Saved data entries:

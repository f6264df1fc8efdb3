//! Action executor
//!
//! A bounded pool of worker tasks drains a job channel of paths that have a
//! queued record, claims each record from the registry (at most one
//! outstanding remote operation per path), runs the remote store's
//! single-shot operation, classifies the result and feeds it back into the
//! registry's transition rules, publishing lifecycle messages on the bus
//! around the call.
//!
//! Workers gate on the session: while no authenticated session is
//! established, queued records wait in the channel and are never dropped.

use std::path::PathBuf;
use std::sync::Arc;

use tracing::{debug, info, warn};

use crate::action::{ActionRegistry, CompletionNotice, FileActionRecord};
use crate::bus::{
    FileExecutionFailed, FileExecutionStarted, FileExecutionSucceeded, NotificationBus,
    WarningMessage,
};
use crate::config::SyncConfig;
use crate::error::{Result, StoreError, SyncError};
use crate::session::SessionGate;
use crate::store::{RemoteOutcome, RemoteStore};

pub use crate::action::machine::ExecutionOutcome;

/// Cloneable handle for pushing work at the executor
///
/// `submit` is the checked entry point (rejects paths with an in-flight
/// operation); `wake` is the unchecked one used by the aggregator and the
/// registry's requeue effects, where the registry has already arbitrated.
#[derive(Debug, Clone)]
pub struct ActionDispatcher {
    tx: flume::Sender<PathBuf>,
    registry: Arc<ActionRegistry>,
}

impl ActionDispatcher {
    pub fn new(tx: flume::Sender<PathBuf>, registry: Arc<ActionRegistry>) -> Self {
        Self { tx, registry }
    }

    /// Submit a record for execution
    ///
    /// Rejects with [`SyncError::AlreadyExecuting`] if another record for
    /// the same path is in flight; the record is not submitted.
    pub fn submit(&self, record: &FileActionRecord) -> Result<()> {
        if self.registry.is_executing(&record.path) {
            return Err(SyncError::AlreadyExecuting(record.path.clone()));
        }
        self.wake(record.path.clone())
    }

    /// Signal that a path has a queued record ready to claim
    pub fn wake(&self, path: PathBuf) -> Result<()> {
        self.tx.send(path).map_err(|_| SyncError::ChannelClosed)
    }
}

struct ExecutorInner {
    store: Arc<dyn RemoteStore>,
    registry: Arc<ActionRegistry>,
    bus: NotificationBus,
    session: SessionGate,
    tx: flume::Sender<PathBuf>,
}

/// See module docs
pub struct ActionExecutor {
    inner: Arc<ExecutorInner>,
    rx: flume::Receiver<PathBuf>,
    workers: usize,
}

impl ActionExecutor {
    pub fn new(
        store: Arc<dyn RemoteStore>,
        registry: Arc<ActionRegistry>,
        bus: NotificationBus,
        session: SessionGate,
        config: &SyncConfig,
    ) -> Self {
        let (tx, rx) = flume::unbounded();
        Self {
            inner: Arc::new(ExecutorInner {
                store,
                registry,
                bus,
                session,
                tx,
            }),
            rx,
            workers: config.workers.max(1),
        }
    }

    /// Handle for producers; clone freely
    pub fn dispatcher(&self) -> ActionDispatcher {
        ActionDispatcher::new(self.inner.tx.clone(), self.inner.registry.clone())
    }

    /// Spawn the worker pool onto the current runtime
    ///
    /// Workers run until aborted; the agent owns the returned handles.
    pub fn spawn(self) -> Vec<tokio::task::JoinHandle<()>> {
        (0..self.workers)
            .map(|worker| {
                let inner = self.inner.clone();
                let rx = self.rx.clone();
                tokio::spawn(async move {
                    debug!(worker, "executor worker started");
                    Self::run_worker(inner, rx).await;
                    debug!(worker, "executor worker stopped");
                })
            })
            .collect()
    }

    async fn run_worker(inner: Arc<ExecutorInner>, rx: flume::Receiver<PathBuf>) {
        while let Ok(path) = rx.recv_async().await {
            // Queued records wait here while no session is established.
            inner.session.wait_authenticated().await;

            // Stale wake-ups (superseded, dropped, or already-claimed
            // records) fall through harmlessly.
            let Some(record) = inner.registry.begin_execution(&path) else {
                continue;
            };

            inner.bus.publish(FileExecutionStarted {
                path: path.clone(),
                kind: record.kind.clone(),
            });

            let outcome = Self::execute(&inner, &record).await;
            let effect = inner.registry.complete(&path, outcome);

            match effect.notice {
                CompletionNotice::Synced { kind } => {
                    info!(path = %path.display(), kind = %kind, "synced");
                    inner.bus.publish(FileExecutionSucceeded {
                        path: path.clone(),
                        kind,
                    });
                }
                CompletionNotice::Retrying { attempts } => {
                    debug!(path = %path.display(), attempts, "retrying");
                }
                CompletionNotice::Failed { reason } => {
                    warn!(path = %path.display(), reason = %reason, "action failed");
                    inner.bus.publish(FileExecutionFailed {
                        path: path.clone(),
                        reason,
                    });
                }
                CompletionNotice::Conflict(record) => {
                    info!(
                        path = %record.local_path.display(),
                        renamed = %record.renamed_path.display(),
                        "conflict resolved by rename"
                    );
                    inner.bus.publish(WarningMessage {
                        title: "Sync conflict".to_string(),
                        description: format!(
                            "{} changed remotely; your copy was kept as {}",
                            record.local_path.display(),
                            record.renamed_path.display()
                        ),
                    });
                    inner.bus.publish(record);
                }
                CompletionNotice::Ignored => {}
            }

            for requeue in effect.requeue {
                if inner.tx.send(requeue).is_err() {
                    warn!("job channel closed while requeueing");
                }
            }
        }
    }

    /// Run one remote operation and classify its result
    async fn execute(inner: &ExecutorInner, record: &FileActionRecord) -> ExecutionOutcome {
        let pending = match inner
            .store
            .create_action(&record.path, record.kind.clone())
            .await
        {
            Ok(pending) => pending,
            Err(e) => return Self::classify(e),
        };

        debug!(
            op = %pending.descriptor().id,
            path = %record.path.display(),
            kind = %record.kind,
            attempt = record.attempts + 1,
            "starting remote operation"
        );

        match pending.start().await {
            Ok(RemoteOutcome::Applied) => ExecutionOutcome::Success,
            Ok(RemoteOutcome::Diverged) => ExecutionOutcome::Conflict,
            Err(e) => Self::classify(e),
        }
    }

    fn classify(error: StoreError) -> ExecutionOutcome {
        match error {
            StoreError::Unavailable(reason) => ExecutionOutcome::Retry(reason),
            StoreError::Fatal(reason) => ExecutionOutcome::Fatal(reason),
        }
    }
}

#[cfg(test)]
mod tests {
    use super::*;
    use crate::action::{ActionKind, Origin};
    use crate::store::MemoryStore;
    use std::path::Path;
    use std::time::Duration;

    fn harness(max_attempts: u32) -> (MemoryStore, Arc<ActionRegistry>, ActionDispatcher) {
        let store = MemoryStore::new();
        let registry = Arc::new(ActionRegistry::new(max_attempts));
        let executor = ActionExecutor::new(
            Arc::new(store.clone()),
            registry.clone(),
            NotificationBus::new(),
            SessionGate::open(),
            &SyncConfig::default(),
        );
        let dispatcher = executor.dispatcher();
        executor.spawn();
        (store, registry, dispatcher)
    }

    #[tokio::test]
    async fn test_queued_record_executes_and_syncs() {
        let (store, registry, dispatcher) = harness(3);

        registry.record_event("a.txt".into(), ActionKind::Create, Origin::Local);
        dispatcher.wake("a.txt".into()).unwrap();

        tokio::time::sleep(Duration::from_millis(100)).await;
        assert!(store.contains(Path::new("a.txt")));
        assert!(registry.is_empty());
    }

    #[tokio::test]
    async fn test_submit_rejects_in_flight_path() {
        let (store, registry, dispatcher) = harness(3);
        store.set_latency(Duration::from_millis(200));

        registry.record_event("a.txt".into(), ActionKind::Create, Origin::Local);
        let record = registry.get(Path::new("a.txt")).unwrap();
        dispatcher.submit(&record).unwrap();

        tokio::time::sleep(Duration::from_millis(50)).await;
        assert!(registry.is_executing(Path::new("a.txt")));
        assert!(matches!(
            dispatcher.submit(&record),
            Err(SyncError::AlreadyExecuting(_))
        ));
    }

    #[tokio::test]
    async fn test_transient_failure_retries_to_success() {
        let (store, registry, dispatcher) = harness(3);
        store.fail_next(1);

        registry.record_event("a.txt".into(), ActionKind::Update, Origin::Local);
        dispatcher.wake("a.txt".into()).unwrap();

        tokio::time::sleep(Duration::from_millis(200)).await;
        assert!(store.contains(Path::new("a.txt")));
        assert!(registry.is_empty());
    }

    #[test]
    fn test_wake_after_shutdown_reports_closed_channel() {
        let registry = Arc::new(ActionRegistry::new(3));
        let (tx, rx) = flume::unbounded();
        drop(rx);

        let dispatcher = ActionDispatcher::new(tx, registry);
        assert!(matches!(
            dispatcher.wake("a.txt".into()),
            Err(SyncError::ChannelClosed)
        ));
    }

    #[tokio::test]
    async fn test_unauthenticated_session_holds_work() {
        let store = MemoryStore::new();
        let registry = Arc::new(ActionRegistry::new(3));
        let session = SessionGate::new();
        let executor = ActionExecutor::new(
            Arc::new(store.clone()),
            registry.clone(),
            NotificationBus::new(),
            session.clone(),
            &SyncConfig::default(),
        );
        let dispatcher = executor.dispatcher();
        executor.spawn();

        registry.record_event("a.txt".into(), ActionKind::Create, Origin::Local);
        dispatcher.wake("a.txt".into()).unwrap();

        tokio::time::sleep(Duration::from_millis(100)).await;
        // Queued, waiting, not dropped.
        assert!(!store.contains(Path::new("a.txt")));
        assert_eq!(registry.len(), 1);

        session.set_authenticated(true);
        tokio::time::sleep(Duration::from_millis(100)).await;
        assert!(store.contains(Path::new("a.txt")));
    }
}
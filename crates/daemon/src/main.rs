use clap::Parser;

use skiff_daemon::cli::{Cli, Op};

#[tokio::main]
async fn main() -> anyhow::Result<()> {
    let cli = Cli::parse();
    let ctx = cli.context()?;
    let output = cli.command.execute(&ctx).await?;
    println!("{output}");
    Ok(())
}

Exercise requirements:
Set down the lines of the records exactly, from the first one through the line containing "another record for", and add nothing else.

Answer to this problem:
repository f6264df1fc8efdb3
//! Action executor
//!
//! A bounded pool of worker tasks drains a job channel of paths that have a
//! queued record, claims each record from the registry (at most one
//! outstanding remote operation per path), runs the remote store's
//! single-shot operation, classifies the result and feeds it back into the
//! registry's transition rules, publishing lifecycle messages on the bus
//! around the call.
//!
//! Workers gate on the session: while no authenticated session is
//! established, queued records wait in the channel and are never dropped.

use std::path::PathBuf;
use std::sync::Arc;

use tracing::{debug, info, warn};

use crate::action::{ActionRegistry, CompletionNotice, FileActionRecord};
use crate::bus::{
    FileExecutionFailed, FileExecutionStarted, FileExecutionSucceeded, NotificationBus,
    WarningMessage,
};
use crate::config::SyncConfig;
use crate::error::{Result, StoreError, SyncError};
use crate::session::SessionGate;
use crate::store::{RemoteOutcome, RemoteStore};

pub use crate::action::machine::ExecutionOutcome;

/// Cloneable handle for pushing work at the executor
///
/// `submit` is the checked entry point (rejects paths with an in-flight
/// operation); `wake` is the unchecked one used by the aggregator and the
/// registry's requeue effects, where the registry has already arbitrated.
#[derive(Debug, Clone)]
pub struct ActionDispatcher {
    tx: flume::Sender<PathBuf>,
    registry: Arc<ActionRegistry>,
}

impl ActionDispatcher {
    pub fn new(tx: flume::Sender<PathBuf>, registry: Arc<ActionRegistry>) -> Self {
        Self { tx, registry }
    }

    /// Submit a record for execution
    ///
    /// Rejects with [`SyncError::AlreadyExecuting`] if another record for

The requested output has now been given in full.